(TO DO): Every line of the entries below from the one containing "let confidence = scores[i * 2 + 1];" to the one containing "fn make_bbox(x: f32, y: f32, w: f32, h: f32, conf: f32)", both ends included, must be written out exactly. No other line belongs in the answer.

[Start of section]

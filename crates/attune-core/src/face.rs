//! Ultra-Light face detector (RFB-320) via ONNX Runtime.
//!
//! Locates faces for the emotion classifier. The model predicts a fixed set
//! of prior boxes with normalized corner coordinates; we threshold, map to
//! frame pixels and run NMS.

use crate::imaging;
use crate::types::BoundingBox;
use image::imageops::{self, FilterType};
use ndarray::Array4;
use ort::session::Session;
use ort::value::TensorRef;
use std::path::Path;
use thiserror::Error;

// --- Named constants (no magic numbers) ---
const ULTRAFACE_INPUT_WIDTH: u32 = 320;
const ULTRAFACE_INPUT_HEIGHT: u32 = 240;
const ULTRAFACE_MEAN: f32 = 127.0;
const ULTRAFACE_STD: f32 = 128.0;
const ULTRAFACE_CONFIDENCE_THRESHOLD: f32 = 0.7;
const ULTRAFACE_NMS_THRESHOLD: f32 = 0.3;

#[derive(Error, Debug)]
pub enum DetectorError {
    #[error("model file not found: {0} — place the face detector model in the model directory")]
    ModelNotFound(String),
    #[error("inference failed: {0}")]
    InferenceFailed(String),
    #[error("frame buffer does not match {width}x{height} RGB")]
    BadFrame { width: u32, height: u32 },
    #[error("ort: {0}")]
    Ort(#[from] ort::Error),
}

/// Ultra-Light face detector.
pub struct FaceDetector {
    session: Session,
    /// Output indices (scores, boxes), discovered by name at load time.
    output_indices: (usize, usize),
}

impl FaceDetector {
    /// Load the detector ONNX model from the given path.
    pub fn load(model_path: &str) -> Result<Self, DetectorError> {
        if !Path::new(model_path).exists() {
            return Err(DetectorError::ModelNotFound(model_path.to_string()));
        }

        let session = Session::builder()?
            .with_intra_threads(2)?
            .commit_from_file(model_path)?;

        let output_names: Vec<String> =
            session.outputs().iter().map(|o| o.name().to_string()).collect();

        tracing::info!(
            path = model_path,
            inputs = ?session.inputs().iter().map(|i| (i.name(), i.dtype())).collect::<Vec<_>>(),
            outputs = ?output_names,
            "loaded face detector model"
        );

        if output_names.len() < 2 {
            return Err(DetectorError::InferenceFailed(format!(
                "face detector requires 2 outputs (scores, boxes), got {}",
                output_names.len()
            )));
        }

        let output_indices = discover_output_indices(&output_names);
        Ok(Self {
            session,
            output_indices,
        })
    }

    /// Detect faces in an RGB frame, returning boxes sorted by confidence.
    pub fn detect(
        &mut self,
        rgb: &[u8],
        width: u32,
        height: u32,
    ) -> Result<Vec<BoundingBox>, DetectorError> {
        let input = preprocess(rgb, width, height)?;

        let outputs = self.session.run(ort::inputs![TensorRef::from_array_view(input.view())?])?;

        let (scores_idx, boxes_idx) = self.output_indices;
        let (_, scores) = outputs[scores_idx]
            .try_extract_tensor::<f32>()
            .map_err(|e| DetectorError::InferenceFailed(format!("scores: {e}")))?;
        let (_, boxes) = outputs[boxes_idx]
            .try_extract_tensor::<f32>()
            .map_err(|e| DetectorError::InferenceFailed(format!("boxes: {e}")))?;

        let detections = decode(scores, boxes, width, height, ULTRAFACE_CONFIDENCE_THRESHOLD);
        let mut result = nms(detections, ULTRAFACE_NMS_THRESHOLD);
        result.sort_by(|a, b| {
            b.confidence
                .partial_cmp(&a.confidence)
                .unwrap_or(std::cmp::Ordering::Equal)
        });

        tracing::debug!(faces = result.len(), "face detection complete");
        Ok(result)
    }
}

/// Stretch-resize the frame to the model input and normalize into NCHW.
fn preprocess(rgb: &[u8], width: u32, height: u32) -> Result<Array4<f32>, DetectorError> {
    let img = imaging::rgb_image(rgb, width, height)
        .ok_or(DetectorError::BadFrame { width, height })?;
    let resized = imageops::resize(
        &img,
        ULTRAFACE_INPUT_WIDTH,
        ULTRAFACE_INPUT_HEIGHT,
        FilterType::Triangle,
    );

    let (w, h) = (ULTRAFACE_INPUT_WIDTH as usize, ULTRAFACE_INPUT_HEIGHT as usize);
    let mut tensor = Array4::<f32>::zeros((1, 3, h, w));
    for (x, y, px) in resized.enumerate_pixels() {
        for c in 0..3 {
            tensor[[0, c, y as usize, x as usize]] = (px[c] as f32 - ULTRAFACE_MEAN) / ULTRAFACE_STD;
        }
    }
    Ok(tensor)
}

/// Find the `scores` and `boxes` outputs by name, falling back to (0, 1).
fn discover_output_indices(names: &[String]) -> (usize, usize) {
    let scores = names.iter().position(|n| n == "scores");
    let boxes = names.iter().position(|n| n == "boxes");

    match (scores, boxes) {
        (Some(s), Some(b)) => (s, b),
        _ => {
            tracing::info!(?names, "face detector output names not recognized, using positional mapping");
            (0, 1)
        }
    }
}

/// Turn per-prior scores (`[bg, face]` pairs) and normalized corner boxes
/// into frame-space detections above `threshold`.
fn decode(
    scores: &[f32],
    boxes: &[f32],
    frame_width: u32,
    frame_height: u32,
    threshold: f32,
) -> Vec<BoundingBox> {
    let priors = (scores.len() / 2).min(boxes.len() / 4);
    let fw = frame_width as f32;
    let fh = frame_height as f32;

    let mut detections = Vec::new();
    for i in 0..priors {
        let confidence = scores[i * 2 + 1];
        if confidence <= threshold {
            continue;
        }

        let x1 = boxes[i * 4].clamp(0.0, 1.0) * fw;
        let y1 = boxes[i * 4 + 1].clamp(0.0, 1.0) * fh;
        let x2 = boxes[i * 4 + 2].clamp(0.0, 1.0) * fw;
        let y2 = boxes[i * 4 + 3].clamp(0.0, 1.0) * fh;
        if x2 <= x1 || y2 <= y1 {
            continue;
        }

        detections.push(BoundingBox {
            x: x1,
            y: y1,
            width: x2 - x1,
            height: y2 - y1,
            confidence,
        });
    }
    detections
}

/// Non-Maximum Suppression: remove overlapping detections.
fn nms(mut detections: Vec<BoundingBox>, iou_threshold: f32) -> Vec<BoundingBox> {
    detections.sort_by(|a, b| {
        b.confidence
            .partial_cmp(&a.confidence)
            .unwrap_or(std::cmp::Ordering::Equal)
    });

    let mut keep: Vec<BoundingBox> = Vec::new();
    for det in detections {
        if keep.iter().all(|k| iou(k, &det) <= iou_threshold) {
            keep.push(det);
        }
    }
    keep
}

/// Intersection-over-Union between two boxes.
fn iou(a: &BoundingBox, b: &BoundingBox) -> f32 {
    let x1 = a.x.max(b.x);
    let y1 = a.y.max(b.y);
    let x2 = (a.x + a.width).min(b.x + b.width);
    let y2 = (a.y + a.height).min(b.y + b.height);

    let inter = (x2 - x1).max(0.0) * (y2 - y1).max(0.0);
    let union = a.width * a.height + b.width * b.height - inter;

    if union > 0.0 {
        inter / union
    } else {
        0.0
    }
}

#[cfg(test)]
mod tests {
    use super::*;

    fn make_bbox(x: f32, y: f32, w: f32, h: f32, conf: f32) -> BoundingBox {
        BoundingBox { x, y, width: w, height: h, confidence: conf }
    }

    #[test]
    fn test_iou_identical() {
        let a = make_bbox(0.0, 0.0, 100.0, 100.0, 1.0);
        assert!((iou(&a, &a) - 1.0).abs() < 1e-6);
    }

    #[test]
    fn test_iou_partial() {
        let a = make_bbox(0.0, 0.0, 10.0, 10.0, 1.0);
        let b = make_bbox(5.0, 0.0, 10.0, 10.0, 1.0);
        assert!((iou(&a, &b) - 50.0 / 150.0).abs() < 1e-6);
    }

    #[test]
    fn test_nms_keeps_best_of_overlapping() {
        let detections = vec![
            make_bbox(5.0, 5.0, 100.0, 100.0, 0.8),
            make_bbox(0.0, 0.0, 100.0, 100.0, 0.9),
            make_bbox(200.0, 200.0, 50.0, 50.0, 0.75),
        ];
        let result = nms(detections, ULTRAFACE_NMS_THRESHOLD);
        assert_eq!(result.len(), 2);
        assert!((result[0].confidence - 0.9).abs() < 1e-6);
        assert!((result[1].confidence - 0.75).abs() < 1e-6);
    }

    #[test]
    fn test_decode_thresholds_and_scales() {
        // Three priors: background, confident face, borderline face.
        let scores = [0.9, 0.1, 0.05, 0.95, 0.3, 0.7];
        let boxes = [
            0.0, 0.0, 1.0, 1.0,
            0.25, 0.5, 0.75, 1.0,
            0.0, 0.0, 0.5, 0.5,
        ];
        let dets = decode(&scores, &boxes, 640, 480, ULTRAFACE_CONFIDENCE_THRESHOLD);
        assert_eq!(dets.len(), 1);
        let d = dets[0];
        assert!((d.x - 160.0).abs() < 1e-3);
        assert!((d.y - 240.0).abs() < 1e-3);
        assert!((d.width - 320.0).abs() < 1e-3);
        assert!((d.height - 240.0).abs() < 1e-3);
        assert!((d.confidence - 0.95).abs() < 1e-6);
    }

    #[test]
    fn test_decode_skips_degenerate_boxes() {
        let scores = [0.0, 0.99];
        let boxes = [0.5, 0.5, 0.5, 0.9];
        assert!(decode(&scores, &boxes, 100, 100, 0.7).is_empty());
    }

    #[test]
    fn test_discover_output_indices() {
        let named: Vec<String> = ["boxes", "scores"].iter().map(|s| s.to_string()).collect();
        assert_eq!(discover_output_indices(&named), (1, 0));

        let generic: Vec<String> = ["out0", "out1"].iter().map(|s| s.to_string()).collect();
        assert_eq!(discover_output_indices(&generic), (0, 1));
    }

    #[test]
    fn test_preprocess_shape_and_normalization() {
        let rgb = vec![127u8; 64 * 48 * 3];
        let tensor = preprocess(&rgb, 64, 48).unwrap();
        assert_eq!(tensor.shape(), &[1, 3, 240, 320]);
        assert!(tensor.iter().all(|v| v.abs() < 1e-6));
    }

    #[test]
    fn test_preprocess_rejects_short_buffer() {
        assert!(matches!(
            preprocess(&[0u8; 10], 64, 48),
            Err(DetectorError::BadFrame { .. })
        ));
    }
}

[End of section]

(THE COMPLETED TASK):
        let confidence = scores[i * 2 + 1];
        if confidence <= threshold {
            continue;
        }

        let x1 = boxes[i * 4].clamp(0.0, 1.0) * fw;
        let y1 = boxes[i * 4 + 1].clamp(0.0, 1.0) * fh;
        let x2 = boxes[i * 4 + 2].clamp(0.0, 1.0) * fw;
        let y2 = boxes[i * 4 + 3].clamp(0.0, 1.0) * fh;
        if x2 <= x1 || y2 <= y1 {
            continue;
        }

        detections.push(BoundingBox {
            x: x1,
            y: y1,
            width: x2 - x1,
            height: y2 - y1,
            confidence,
        });
    }
    detections
}

/// Non-Maximum Suppression: remove overlapping detections.
fn nms(mut detections: Vec<BoundingBox>, iou_threshold: f32) -> Vec<BoundingBox> {
    detections.sort_by(|a, b| {
        b.confidence
            .partial_cmp(&a.confidence)
            .unwrap_or(std::cmp::Ordering::Equal)
    });

    let mut keep: Vec<BoundingBox> = Vec::new();
    for det in detections {
        if keep.iter().all(|k| iou(k, &det) <= iou_threshold) {
            keep.push(det);
        }
    }
    keep
}

/// Intersection-over-Union between two boxes.
fn iou(a: &BoundingBox, b: &BoundingBox) -> f32 {
    let x1 = a.x.max(b.x);
    let y1 = a.y.max(b.y);
    let x2 = (a.x + a.width).min(b.x + b.width);
    let y2 = (a.y + a.height).min(b.y + b.height);

    let inter = (x2 - x1).max(0.0) * (y2 - y1).max(0.0);
    let union = a.width * a.height + b.width * b.height - inter;

    if union > 0.0 {
        inter / union
    } else {
        0.0
    }
}

#[cfg(test)]
mod tests {
    use super::*;

    fn make_bbox(x: f32, y: f32, w: f32, h: f32, conf: f32) -> BoundingBox {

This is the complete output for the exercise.